How to Watch a Movie: Pinewood’s Film as Literature Class

Michael Shtrom, Copy Editor

   Most Pinewood students imagine literature class as a time when they pour over pages of books, analyzing the deeper significance of commas, phrases, or stanzas. However, for students of the Film as Literature class, this is not the case. Instead, they watch movies and discuss the motifs, storytelling techniques, and themes in them.

   “This class looks at film studies from a literary perspective,” teacher Michelle Gannon said. “How is the character arc being developed? How are camera angles, setting choices, and costumes augmenting our understanding of the character?”
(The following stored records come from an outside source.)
//! Seat map feed. Server-fed only: clients watch, the CRUD service posts
//! committed batch updates.

use axum::extract::{State, WebSocketUpgrade};
use axum::response::IntoResponse;
use axum::routing::{get, post};
use axum::{Json, Router};

use crate::fanout::seat::SeatRecord;
use crate::realtime::socket::{self, EchoPolicy};
use crate::realtime::Global;
use crate::AppState;

use super::Delivered;

pub fn router() -> Router<AppState> {
    Router::new()
        .route("/ws/seats", get(seats_socket))
        .route("/api/v1/events/seats", post(seats_updated))
}

async fn seats_socket(ws: WebSocketUpgrade, State(state): State<AppState>) -> impl IntoResponse {
    let registry = state.hub.seats.topic.clone();
    ws.on_upgrade(move |socket| socket::serve_topic(socket, registry, Global, EchoPolicy::Ignore))
}

async fn seats_updated(
    State(state): State<AppState>,
    Json(seats): Json<Vec<SeatRecord>>,
) -> Json<Delivered> {
    let delivered = state.hub.seats.seats_updated(&seats);
    Json(Delivered { delivered })
}
use ulid::Ulid;

/// Generates a new ULID-based ID with the given prefix.
///
/// # Examples
/// ```
/// let id = labdesk_common::id::prefixed_ulid("conn");
/// assert!(id.starts_with("conn_"));
/// ```
pub fn prefixed_ulid(prefix: &str) -> String {
    format!("{}_{}", prefix, Ulid::new())
}

/// Well-known ID prefixes.
pub mod prefix {
    pub const CONNECTION: &str = "conn";
}

#[cfg(test)]
mod tests {
    use super::*;

    #[test]
    fn test_prefixed_ulid_format() {
        let id = prefixed_ulid("conn");
        assert!(id.starts_with("conn_"));
        // ULID is 26 chars, plus prefix + underscore
        assert_eq!(id.len(), 5 + 26);
    }

    #[test]
    fn test_uniqueness() {
        let a = prefixed_ulid("conn");
        let b = prefixed_ulid("conn");
        assert_ne!(a, b);
    }
}
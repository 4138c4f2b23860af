//! In-memory realtime core: connection lifecycle, per-topic registries, and
//! the WebSocket driver loop. No persistence — everything here is
//! process-local state for currently-attached clients.

pub mod connection;
pub mod registry;
pub mod socket;

use std::sync::Arc;

use serde_json::Value;
use thiserror::Error;

pub use connection::Connection;
pub use registry::{Global, TopicKey, TopicRegistry};

/// Attach-time failures. Delivery failures never surface here — they are
/// handled per-subscriber inside the registry.
#[derive(Debug, Error)]
pub enum RealtimeError {
    #[error("connection {0} is not in a state that can be attached")]
    InvalidConnectionState(String),
}

/// Per-subscriber delivery failure. Logged and converted into a detach; never
/// propagated to the publisher.
#[derive(Debug, Error)]
pub enum DeliveryError {
    #[error("connection {0} is not open")]
    NotOpen(String),
    #[error("outbound queue for connection {0} is closed")]
    QueueClosed(String),
}

/// Serialize a JSON value into a shared wire frame.
pub fn json_frame(value: &Value) -> Arc<str> {
    Arc::from(value.to_string().as_str())
}

/// The `{"type": ..., "message": ...}` envelope used on all chat sockets.
pub fn chat_envelope(kind: &str, message: Value) -> Arc<str> {
    json_frame(&serde_json::json!({ "type": kind, "message": message }))
}

#[cfg(test)]
mod tests {
    use super::*;

    #[test]
    fn chat_envelope_wraps_message() {
        let frame = chat_envelope("broadcast", serde_json::json!({"content": "hi"}));
        let value: Value = serde_json::from_str(&frame).unwrap();
        assert_eq!(value["type"], "broadcast");
        assert_eq!(value["message"]["content"], "hi");
    }
}
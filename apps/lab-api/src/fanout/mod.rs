//! Fan-out coordinators: one per domain, each owning the mapping from a
//! committed domain event to the topic keys and payloads to broadcast.
//!
//! Coordinators never query anything — member lists, counterpart ids and
//! record fields all arrive inside the event, resolved by the CRUD layer at
//! commit time. The only live input is `subscriber_count` on the
//! coordinator's own registries.

pub mod attendance;
pub mod board;
pub mod door;
pub mod group_chat;
pub mod meeting;
pub mod presence;
pub mod private_chat;
pub mod schedule;
pub mod seat;

use std::sync::Arc;

use crate::realtime::TopicRegistry;

/// Every coordinator plus the registries they share. Built once at startup
/// and stored in `AppState`.
pub struct FanoutHub {
    pub private_chat: private_chat::PrivateChatCoordinator,
    pub group_chat: group_chat::GroupChatCoordinator,
    /// Per-user unread-total feed, fed by both chat domains.
    pub totals: Arc<TopicRegistry<String>>,
    pub presence: presence::PresenceCoordinator,
    pub attendance: attendance::AttendanceCoordinator,
    pub schedule: schedule::ScheduleCoordinator,
    pub board: board::BoardCoordinator,
    pub door: door::DoorCoordinator,
    pub seats: seat::SeatCoordinator,
    pub meetings: meeting::MeetingCoordinator,
}

impl FanoutHub {
    pub fn new() -> Self {
        let totals = Arc::new(TopicRegistry::new("unread_totals"));
        Self {
            private_chat: private_chat::PrivateChatCoordinator::new(totals.clone()),
            group_chat: group_chat::GroupChatCoordinator::new(totals.clone()),
            totals,
            presence: presence::PresenceCoordinator::new(),
            attendance: attendance::AttendanceCoordinator::new(),
            schedule: schedule::ScheduleCoordinator::new(),
            board: board::BoardCoordinator::new(),
            door: door::DoorCoordinator::new(),
            seats: seat::SeatCoordinator::new(),
            meetings: meeting::MeetingCoordinator::new(),
        }
    }
}

impl Default for FanoutHub {
    fn default() -> Self {
        Self::new()
    }
}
   Gannon’s background as an art teacher and an English teacher inspired her to start this class.

   “My undergraduate degree is in Art and Archaeology, but my graduate work is in teaching,” Gannon said. “I bridge both worlds and I feel as if this class is just such a beautiful amalgamation of those two things. So I pitched the class to [Head of School Scott Riches] and he loved it.”

   Gannon spends a lot of time deliberating over film selections for the class in order to give her students a wide array of perspectives.

   “There’s so many good [films] out there,” Gannon said. “Obviously, I want my students to have an understanding of [director Alfred] Hitchcock and some older films, but I also want my students to understand some foreign films.”

   Sophomore Caroline Blotter particularly appreciated the class’s examination of foreign films. 

   “[My favorite film was] probably Parasite because of the shocking ending and because it uses so many different techniques in such subtle and effective ways,” Blotter said.

   Outside of the classroom, Gannon feels that artistic and creative films are declining in popularity, but she believes that there is still hope for independent cinema. 

“I would say that we are in danger of having a very cookie-cutter approach to making movies, especially blockbuster movies,” Gannon said. “However, with the advent of all these unusual ways of getting your film out there, these films are exploring unusual storytelling techniques because they have the platform to do it.”

   According to Blotter, learning about these storytelling techniques and being able to apply them to the media she enjoys is exactly why she loves Film as Literature.

   “I love that I can watch the movies and utilize the skills that we’ve learned to watch movies in a whole different way,” Blotter said.